O funcionário do cartório pigarreou, impaciente. "Senhores, preciso das assinaturas."
Eu peguei a caneta. Minhas mãos tremiam um pouco. A imagem de Sofia, minha noiva de infância, rindo na minha cara, invadiu minha mente. A humilhação ainda queimava em meu peito. Ela, ao lado de Lucas, me tratando como se eu fosse um lixo, um obstáculo em seu caminho.
Com um movimento rápido, assinei meu nome no papel. Ricardo.
Ana assinou logo em seguida, sua caligrafia era forte e decidida, assim como ela.
"Parabéns," disse o funcionário, sem emoção. "Estão casados."
Saímos do cartório e o sol forte de meio-dia me atingiu. O mundo parecia irreal. Eu era um médico, um homem que sempre planejou cada passo de sua vida, e agora estava casado com uma completa desconhecida.
"Então, marido," Ana disse, com um leve sorriso nos lábios. "Qual o próximo passo?"
"Eu preciso voltar para casa," eu disse, a palavra "casa" soando estranha na minha boca. Não era mais a minha casa.
"A casa da sua... ex-noiva?" ela perguntou, sem julgamento.
"É a casa da família dela, mas eu moro lá desde que meus pais morreram," expliquei, sentindo um nó na garganta. "Minhas coisas estão lá. As coisas da minha avó."

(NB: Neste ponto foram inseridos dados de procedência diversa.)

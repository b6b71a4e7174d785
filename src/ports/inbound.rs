//! Inbound port. The HTTP adapter calls into the application.

use crate::domain::{DomainError, SyncReport};

/// Input port: one sync run for a (board, workspace) pair.
///
/// Implemented by `SyncService`. The HTTP adapter holds this as a trait
/// object so endpoint tests can drive the router with a scripted
/// implementation.
#[async_trait::async_trait]
pub trait SyncPort: Send + Sync {
    /// Copy the board's lists and cards into a fresh project in `workspace_id`.
    ///
    /// Strictly sequential; the first failure aborts the run with no rollback
    /// of already-created destination resources.
    async fn sync_board_to_project(
        &self,
        board_id: &str,
        workspace_id: &str,
    ) -> Result<SyncReport, DomainError>;
}
//! Port traits. API boundaries for the hexagon.
//!
//! - Inbound: called by the HTTP adapter into the application
//! - Outbound: called by the application into the remote APIs
//! - Cleanup: outbound surface used only by the cleanup utility

pub mod cleanup;
pub mod inbound;
pub mod outbound;

pub use cleanup::{BoardCleanupPort, ProjectCleanupPort};
pub use inbound::SyncPort;
pub use outbound::{BoardSourcePort, ProjectSinkPort};
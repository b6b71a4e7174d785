//! Endpoint contract tests. Drive the router over a real listener with a
//! scripted sync port, asserting the exact response envelopes.

use board_sync::adapters::http;
use board_sync::domain::{DomainError, SyncReport};
use board_sync::ports::SyncPort;
use serde_json::{json, Value};
use std::sync::Arc;

/// Scripted application: outcome decided by the incoming identifiers.
struct ScriptedSync;

#[async_trait::async_trait]
impl SyncPort for ScriptedSync {
    async fn sync_board_to_project(
        &self,
        board_id: &str,
        workspace_id: &str,
    ) -> Result<SyncReport, DomainError> {
        if board_id == "invalid-board" {
            return Err(DomainError::NotFound("Board"));
        }
        if workspace_id == "invalid-workspace" {
            return Err(DomainError::RequestFailed("Failed to create project".into()));
        }
        Ok(SyncReport {
            project_gid: "project1".into(),
            sections_created: 1,
            tasks_created: 1,
        })
    }
}

async fn spawn_api() -> String {
    let router = http::router(Arc::new(ScriptedSync));
    let listener = tokio::net::TcpListener::bind("127.0.0.1:0").await.unwrap();
    let addr = listener.local_addr().unwrap();
    tokio::spawn(async move {
        axum::serve(listener, router).await.unwrap();
    });
    format!("http://{addr}")
}

async fn post_sync(base: &str, body: &Value) -> (u16, Value) {
    let res = reqwest::Client::new()
        .post(format!("{base}/sync/board"))
        .json(body)
        .send()
        .await
        .unwrap();
    let status = res.status().as_u16();
    (status, res.json().await.unwrap())
}

#[tokio::test]
async fn successful_sync_returns_created() {
    let base = spawn_api().await;

    let (status, body) = post_sync(
        &base,
        &json!({"boardId": "board123", "workspaceId": "workspace123"}),
    )
    .await;

    assert_eq!(status, 201);
    assert_eq!(
        body,
        json!({
            "statusCode": 201,
            "success": true,
            "message": "Sync completed successfully",
        })
    );
}

#[tokio::test]
async fn unknown_board_maps_to_internal_error_with_verbatim_message() {
    let base = spawn_api().await;

    let (status, body) = post_sync(
        &base,
        &json!({"boardId": "invalid-board", "workspaceId": "workspace123"}),
    )
    .await;

    // Deliberately 500, not 404: every orchestrator failure folds into the
    // same envelope.
    assert_eq!(status, 500);
    assert_eq!(
        body,
        json!({
            "statusCode": 500,
            "message": "Board not found",
        })
    );
}

#[tokio::test]
async fn failed_destination_write_maps_to_internal_error() {
    let base = spawn_api().await;

    let (status, body) = post_sync(
        &base,
        &json!({"boardId": "board123", "workspaceId": "invalid-workspace"}),
    )
    .await;

    assert_eq!(status, 500);
    assert_eq!(
        body,
        json!({
            "statusCode": 500,
            "message": "Failed to create project",
        })
    );
}

#[tokio::test]
async fn empty_body_reports_every_missing_field() {
    let base = spawn_api().await;

    let (status, body) = post_sync(&base, &json!({})).await;

    assert_eq!(status, 400);
    assert_eq!(
        body["message"],
        json!([
            "boardId should not be empty",
            "boardId must be a string",
            "workspaceId should not be empty",
            "workspaceId must be a string",
        ])
    );
    assert_eq!(body["statusCode"], 400);
    assert_eq!(body["error"], "Bad Request");
}

#[tokio::test]
async fn blank_fields_are_rejected() {
    let base = spawn_api().await;

    let (status, body) = post_sync(&base, &json!({"boardId": "", "workspaceId": ""})).await;

    assert_eq!(status, 400);
    assert_eq!(
        body["message"],
        json!([
            "boardId should not be empty",
            "workspaceId should not be empty",
        ])
    );
}

#[tokio::test]
async fn wrong_field_type_is_rejected() {
    let base = spawn_api().await;

    let (status, body) = post_sync(
        &base,
        &json!({"boardId": 42, "workspaceId": "workspace123"}),
    )
    .await;

    assert_eq!(status, 400);
    assert_eq!(body["message"], json!(["boardId must be a string"]));
}
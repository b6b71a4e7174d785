//! Domain errors. Used by ports and use cases.
//!
//! Adapters map infrastructure errors into these. Callers match on the
//! variant, never on the message text.

use thiserror::Error;

#[derive(Error, Debug)]
pub enum DomainError {
    /// Remote reports the resource does not exist (board lookup only).
    #[error("{0} not found")]
    NotFound(&'static str),

    /// Any other non-success response from a remote API.
    #[error("{0}")]
    RequestFailed(String),

    /// HTTP 429 from a remote API. The cleanup loop backs off and retries
    /// once; the sync path aborts like on any other error.
    #[error("rate limited by remote API")]
    RateLimited,
}
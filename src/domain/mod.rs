//! Domain layer: entities and errors.

pub mod entities;
pub mod errors;

pub use entities::{
    Board, Card, Label, List, NewTask, Project, Section, SyncReport, TaskRecord, Workspace,
};
pub use errors::DomainError;
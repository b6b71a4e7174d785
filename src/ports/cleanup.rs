//! Cleanup outbound ports. List-and-delete surface for test data.
//!
//! Used only by the cleanup utility, never by the sync orchestrator.

use crate::domain::{Board, DomainError, Project, Workspace};

/// Source-side cleanup: enumerate and delete the member's boards.
#[async_trait::async_trait]
pub trait BoardCleanupPort: Send + Sync {
    /// All boards visible to the authenticated member.
    async fn list_boards(&self) -> Result<Vec<Board>, DomainError>;

    /// Delete a board. `RateLimited` on HTTP 429.
    async fn delete_board(&self, board_id: &str) -> Result<(), DomainError>;
}

/// Destination-side cleanup: enumerate workspaces and delete their projects.
#[async_trait::async_trait]
pub trait ProjectCleanupPort: Send + Sync {
    /// All workspaces visible to the authenticated user.
    async fn list_workspaces(&self) -> Result<Vec<Workspace>, DomainError>;

    /// Projects in one workspace.
    async fn list_projects(&self, workspace_gid: &str) -> Result<Vec<Project>, DomainError>;

    /// Delete a project. `RateLimited` on HTTP 429.
    async fn delete_project(&self, project_gid: &str) -> Result<(), DomainError>;
}
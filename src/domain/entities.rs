//! Domain entities. Pure data structures for the core business.
//!
//! No HTTP/IO types here — adapters map wire payloads into these. Trello
//! field names are kept on the wire via serde renames; Asana responses are
//! unwrapped from their `{"data": ...}` envelope by the adapter.

use serde::{Deserialize, Serialize};

/// A Trello board. Top-level source container.
#[derive(Debug, Clone, Serialize, Deserialize)]
pub struct Board {
    pub id: String,
    pub name: String,
    #[serde(default)]
    pub desc: String,
    #[serde(default)]
    pub closed: bool,
}

/// A Trello list. Named grouping of cards within a board.
#[derive(Debug, Clone, Serialize, Deserialize)]
pub struct List {
    pub id: String,
    pub name: String,
    #[serde(default)]
    pub closed: bool,
    /// Board-order position. Trello uses fractional positions.
    #[serde(default)]
    pub pos: f64,
    #[serde(rename = "idBoard", default)]
    pub board_id: String,
}

/// A Trello card. Single unit of work.
#[derive(Debug, Clone, Serialize, Deserialize)]
pub struct Card {
    pub id: String,
    pub name: String,
    #[serde(default)]
    pub desc: String,
    /// ISO timestamp or null. Forwarded to the task as-is.
    #[serde(default)]
    pub due: Option<String>,
    #[serde(rename = "idList", default)]
    pub list_id: String,
    #[serde(rename = "idMembers", default)]
    pub member_ids: Vec<String>,
    #[serde(default)]
    pub labels: Vec<Label>,
}

/// A Trello card label.
#[derive(Debug, Clone, Serialize, Deserialize)]
pub struct Label {
    pub id: String,
    #[serde(default)]
    pub name: String,
    #[serde(default)]
    pub color: String,
}

/// An Asana project. Created once per sync run.
#[derive(Debug, Clone, Serialize, Deserialize)]
pub struct Project {
    pub gid: String,
    pub name: String,
    #[serde(default)]
    pub resource_type: String,
}

/// An Asana section within a project. Created once per source list.
#[derive(Debug, Clone, Serialize, Deserialize)]
pub struct Section {
    pub gid: String,
    pub name: String,
    #[serde(default)]
    pub resource_type: String,
}

/// An Asana task as returned by the API.
#[derive(Debug, Clone, Serialize, Deserialize)]
pub struct TaskRecord {
    pub gid: String,
    pub name: String,
    #[serde(default)]
    pub notes: Option<String>,
    #[serde(default)]
    pub due_on: Option<String>,
    #[serde(default)]
    pub resource_type: String,
}

/// Parameters for creating an Asana task. `None` fields are omitted from the
/// request body entirely, never sent as empty strings.
#[derive(Debug, Clone, PartialEq, Eq, Serialize)]
pub struct NewTask {
    pub name: String,
    #[serde(skip_serializing_if = "Option::is_none")]
    pub notes: Option<String>,
    #[serde(skip_serializing_if = "Option::is_none")]
    pub due_on: Option<String>,
    pub projects: Vec<String>,
    #[serde(skip_serializing_if = "Option::is_none")]
    pub section: Option<String>,
}

/// An Asana workspace. Used by the cleanup utility only.
#[derive(Debug, Clone, Serialize, Deserialize)]
pub struct Workspace {
    pub gid: String,
    pub name: String,
}

/// Aggregate outcome of one successful sync run.
#[derive(Debug, Clone, Default)]
pub struct SyncReport {
    pub project_gid: String,
    pub sections_created: usize,
    pub tasks_created: usize,
}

Ana simplesmente acenou com a cabeça. "Eu te levo. Onde fica?"
Eu dei o endereço e entrei no seu carro, um veículo robusto e prático. O silêncio entre nós não era desconfortável, era apenas... vazio. Um espaço que eu não sabia como preencher.
Quando o carro parou em frente à grande casa onde eu cresci, um arrepio percorreu minha espinha. A casa parecia diferente, hostil. As janelas pareciam olhos me observando com desprezo.
"Você quer que eu entre com você?" Ana ofereceu.
"Não precisa," eu disse, tentando parecer mais corajoso do que me sentia. "Não vou demorar."
Mas eu sabia que era mentira. Enfrentar a família de Sofia seria uma batalha.
Respirei fundo e saí do carro. Cada passo em direção à porta da frente parecia pesar uma tonelada. Girei a maçaneta. Trancada. Eles haviam trocado as fechaduras.
Senti uma onda de frio e raiva. Toquei a campainha.
Demorou um tempo, mas finalmente a mãe de Sofia, a Sra. Oliveira, abriu a porta. Seu rosto, que antes sempre sorria para mim, agora estava fechado, duro como pedra.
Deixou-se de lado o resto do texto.